What changed in the Greater Vancouver housing market?In January of 2017, the federal government introduced a new "stress test" that impacted insured mortgages, and also introduced other measures to cool the housing markets of Vancouver and Toronto. In January 2018, the government expanded this to include all mortgages, regardless of the amount of down-payment. This had the effect of decreasing the qualification of borrowers by around 20%, and many of them were going for as much as they could in order to buy what they needed. Interest rates have also been on a continuous upward climb since the beginning of 2016, where I could get a 5 year fixed rate at 2.29%. The latests 5 year fixed rates are in the 3.2-3.7% range. Beyond the stress test limiting qualification, this increase has a real world impact on housing affordability. Why else do I feel we are now at the top of the market? Simply put, the ability of average residents of Vancouver to own property is near its maximum. The Surrey median income in the last census was $77,494. For 2018, lets add 8% to that, and estimate it to be $83,693. Assuming they have credit scores over 680 and not a lot of debt, and subtracting property tax, heat and strata fees, the maximum mortgage payment that the "stress test" would qualify for is $2,303/month. That supports a mortgage amount of approximately $380,000. The average apartment in April 2018 benchmark was $466,000 for Surrey, one of the most affordable regions in Greater Vancouver. This means the average person in Surrey, to buy the average apartment in Surrey, will need approximately 20% down in order to get into the market. I think there are many other factors in play, like under the table income people may receive, or getting assistance with the downpayment from relatives, etc, but for many people, that puts home ownership out of reach, and many others are going to be strained to meet this.
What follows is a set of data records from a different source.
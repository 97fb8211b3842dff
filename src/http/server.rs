//! Listener runtime: bind, serve and gracefully shut down one listener.
//!
//! Plain HTTP or TLS is selected from the presence of certificate material.
//! A requested shutdown makes [`serve`] return `Ok`; every other outcome is
//! a fault the caller must treat as fatal.

use std::io;
use std::net::SocketAddr;
use std::path::PathBuf;

use axum::Router;
use axum_server::tls_rustls::RustlsConfig;
use axum_server::Handle;

/// Faults from the live listener. These are unrecoverable: the server cannot
/// keep a believed-but-false "serving" state.
#[derive(Debug, thiserror::Error)]
pub enum ServerError {
    #[error("failed to load TLS material: {0}")]
    TlsConfig(io::Error),

    #[error("listener fault: {0}")]
    Listen(io::Error),
}

/// Serve `app` on `addr` until the handle requests shutdown.
///
/// TLS material is loaded here, never generated; provisioning happened at
/// configure time.
pub async fn serve(
    app: Router,
    addr: SocketAddr,
    tls: Option<(PathBuf, PathBuf)>,
    handle: Handle,
) -> Result<(), ServerError> {
    let service = app.into_make_service_with_connect_info::<SocketAddr>();

    match tls {
        Some((cert, key)) => {
            tracing::info!(
                %addr,
                cert = %cert.display(),
                key = %key.display(),
                "https server starting"
            );
            let rustls_config = RustlsConfig::from_pem_file(&cert, &key)
                .await
                .map_err(ServerError::TlsConfig)?;
            axum_server::bind_rustls(addr, rustls_config)
                .handle(handle)
                .serve(service)
                .await
                .map_err(ServerError::Listen)?;
        }
        None => {
            tracing::info!(%addr, "http server starting");
            axum_server::bind(addr)
                .handle(handle)
                .serve(service)
                .await
                .map_err(ServerError::Listen)?;
        }
    }

    tracing::info!(%addr, "listener closed");
    Ok(())
}
//! staticd: a controllable, embeddable static-content server.
//!
//! Exposes a directory tree over HTTP or HTTPS as one pluggable unit inside
//! a larger interactive tool. The unit is driven through the
//! [`ServerControl`] contract: configure resolves named parameters from a
//! shared [`params::ParamStore`] and provisions TLS material, generating a
//! self-signed pair on first use; start serves in the background; stop
//! drains connections against a bounded deadline. Fatal listener faults are
//! delivered on a channel so the supervisor chooses between process exit
//! and log-and-continue.

pub mod config;
pub mod error;
pub mod http;
pub mod lifecycle;
pub mod params;
pub mod tls;

pub use error::ModuleError;
pub use lifecycle::{HttpServer, ServerControl};
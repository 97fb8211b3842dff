//! HTTP serving: the request dispatcher and the listener runtime.

pub mod dispatch;
pub mod server;

pub use dispatch::{AccessEntry, AccessSink, TracingSink};
pub use server::{serve, ServerError};
//! Server lifecycle management.
//!
//! [`HttpServer`] is the controllable unit an outer console drives through
//! the [`ServerControl`] contract: `configure` resolves parameters and
//! provisions TLS material, `start` transitions the unit to running and
//! serves in the background, `stop` drains connections and returns it to
//! idle. The running flag and the per-run state change together under one
//! lock, so concurrent start and stop calls cannot both believe they own a
//! transition.

use std::net::SocketAddr;
use std::sync::atomic::{AtomicBool, Ordering};
use std::sync::{Arc, Mutex};

use async_trait::async_trait;
use axum::Router;
use axum_server::Handle;
use tokio::sync::mpsc::{self, UnboundedReceiver, UnboundedSender};
use tokio::task::JoinHandle;

use crate::config::{self, ServerConfig, SHUTDOWN_GRACE};
use crate::error::ModuleError;
use crate::http::dispatch::{self, AccessSink, TracingSink};
use crate::http::server::{self, ServerError};
use crate::params::ParamStore;
use crate::tls::{self, CertProfile};

/// Control contract for a server unit hosted by an outer console.
#[async_trait]
pub trait ServerControl: Send + Sync {
    /// Resolve configuration and provision TLS material. Opens no socket.
    fn configure(&self) -> Result<(), ModuleError>;

    /// Configure, then begin serving in the background. Must be called from
    /// within a tokio runtime.
    fn start(&self) -> Result<(), ModuleError>;

    /// Drain in-flight requests and release the listener. Stopping an idle
    /// server is a no-op.
    async fn stop(&self) -> Result<(), ModuleError>;
}

/// Per-run state, replaced on every start and discarded on stop.
#[derive(Default)]
struct Inner {
    config: Option<ServerConfig>,
    router: Option<Router>,
    handle: Option<Handle>,
    task: Option<JoinHandle<()>>,
}

/// A static-content HTTP/HTTPS server driven through [`ServerControl`].
pub struct HttpServer {
    params: Arc<ParamStore>,
    sink: Arc<dyn AccessSink>,
    running: Arc<AtomicBool>,
    fault_tx: UnboundedSender<ServerError>,
    inner: Mutex<Inner>,
}

impl HttpServer {
    /// Create a server reading from `params`, registering its parameters
    /// with their defaults. The returned receiver delivers fatal listener
    /// faults; the supervisor decides between process exit and
    /// log-and-continue.
    pub fn new(params: Arc<ParamStore>) -> (Self, UnboundedReceiver<ServerError>) {
        Self::with_access_sink(params, Arc::new(TracingSink))
    }

    /// Same as [`HttpServer::new`] with a custom access-log sink.
    pub fn with_access_sink(
        params: Arc<ParamStore>,
        sink: Arc<dyn AccessSink>,
    ) -> (Self, UnboundedReceiver<ServerError>) {
        config::register_params(&params);
        let (fault_tx, fault_rx) = mpsc::unbounded_channel();
        let server = Self {
            params,
            sink,
            running: Arc::new(AtomicBool::new(false)),
            fault_tx,
            inner: Mutex::new(Inner::default()),
        };
        (server, fault_rx)
    }

    pub fn is_running(&self) -> bool {
        self.running.load(Ordering::SeqCst)
    }

    /// Local address of the live listener, once bound. `None` while idle or
    /// when the listener terminated before binding.
    pub async fn bound_addr(&self) -> Option<SocketAddr> {
        let handle = self
            .inner
            .lock()
            .expect("lifecycle lock poisoned")
            .handle
            .clone()?;
        handle.listening().await
    }
}

#[async_trait]
impl ServerControl for HttpServer {
    fn configure(&self) -> Result<(), ModuleError> {
        if self.is_running() {
            return Err(ModuleError::AlreadyRunning);
        }
        let config = ServerConfig::resolve(&self.params)?;
        if let Some((cert, key)) = config.tls_paths() {
            let profile = CertProfile::resolve(&self.params)?;
            tls::provision(&cert, &key, &profile)?;
        }
        let router = dispatch::router(&config.root, Arc::clone(&self.sink));

        let mut inner = self.inner.lock().expect("lifecycle lock poisoned");
        inner.config = Some(config);
        inner.router = Some(router);
        Ok(())
    }

    fn start(&self) -> Result<(), ModuleError> {
        self.configure()?;

        let mut inner = self.inner.lock().expect("lifecycle lock poisoned");
        if self
            .running
            .compare_exchange(false, true, Ordering::SeqCst, Ordering::SeqCst)
            .is_err()
        {
            return Err(ModuleError::AlreadyRunning);
        }

        let config = inner.config.clone().expect("configure stores a snapshot");
        let router = inner.router.take().expect("configure builds the dispatcher");
        let handle = Handle::new();
        let running = Arc::clone(&self.running);
        let fault_tx = self.fault_tx.clone();
        let serve_handle = handle.clone();

        // The running flag flips before the serve future is entered, so a
        // concurrent stop always finds a handle to shut down.
        inner.task = Some(tokio::spawn(async move {
            match server::serve(router, config.addr, config.tls_paths(), serve_handle).await {
                Ok(()) => {}
                Err(err) => {
                    running.store(false, Ordering::SeqCst);
                    let _ = fault_tx.send(err);
                }
            }
        }));
        inner.handle = Some(handle);
        Ok(())
    }

    async fn stop(&self) -> Result<(), ModuleError> {
        let (handle, task) = {
            let mut inner = self.inner.lock().expect("lifecycle lock poisoned");
            if self
                .running
                .compare_exchange(true, false, Ordering::SeqCst, Ordering::SeqCst)
                .is_err()
            {
                tracing::debug!("stop requested while idle");
                return Ok(());
            }
            inner.config = None;
            inner.router = None;
            (inner.handle.take(), inner.task.take())
        };

        if let Some(handle) = handle {
            handle.graceful_shutdown(Some(SHUTDOWN_GRACE));
        }
        if let Some(task) = task {
            if let Err(err) = task.await {
                tracing::warn!(error = %err, "serve task terminated abnormally");
            }
        }
        Ok(())
    }
}

#[cfg(test)]
mod tests {
    use super::*;

    fn new_server() -> (HttpServer, UnboundedReceiver<ServerError>) {
        HttpServer::new(Arc::new(ParamStore::new()))
    }

    #[test]
    fn configure_resolves_defaults_without_starting() {
        let (server, _faults) = new_server();
        server.configure().unwrap();
        assert!(!server.is_running());
    }

    #[test]
    fn configure_can_be_repeated_while_idle() {
        let (server, _faults) = new_server();
        server.configure().unwrap();
        server.configure().unwrap();
        assert!(!server.is_running());
    }

    #[tokio::test]
    async fn stop_while_idle_is_a_noop() {
        let (server, _faults) = new_server();
        server.stop().await.unwrap();
        server.stop().await.unwrap();
        assert!(!server.is_running());
    }

    #[tokio::test]
    async fn bound_addr_is_none_while_idle() {
        let (server, _faults) = new_server();
        assert_eq!(server.bound_addr().await, None);
    }
}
ObeservationsUltimately, it is up to each individual to determine what is best for them to do, and this is not legal advice and you assume responsibility for your actions. However, my thoughts on the market are:
- If you are considering selling your home soon, this is a good time to do so. Get the best offer you can get and sell.
- If you are selling and then buying, its to your advantage if you are moving up, as the detached and townhouse markets are already significantly cooler than the condo market.
- If you are happy with where you are living, and you plan to be there for a while, you can likely wait out any market correction.
- If you are planning on buying a home, this could be one of the best opportunities to get into the market that you have had in at least 2 years.
- I would not be comfortable flipping properties in this market.
- I feel that detached houses will be the hardest hit segment of a correction, and will be the first segment that gets hit.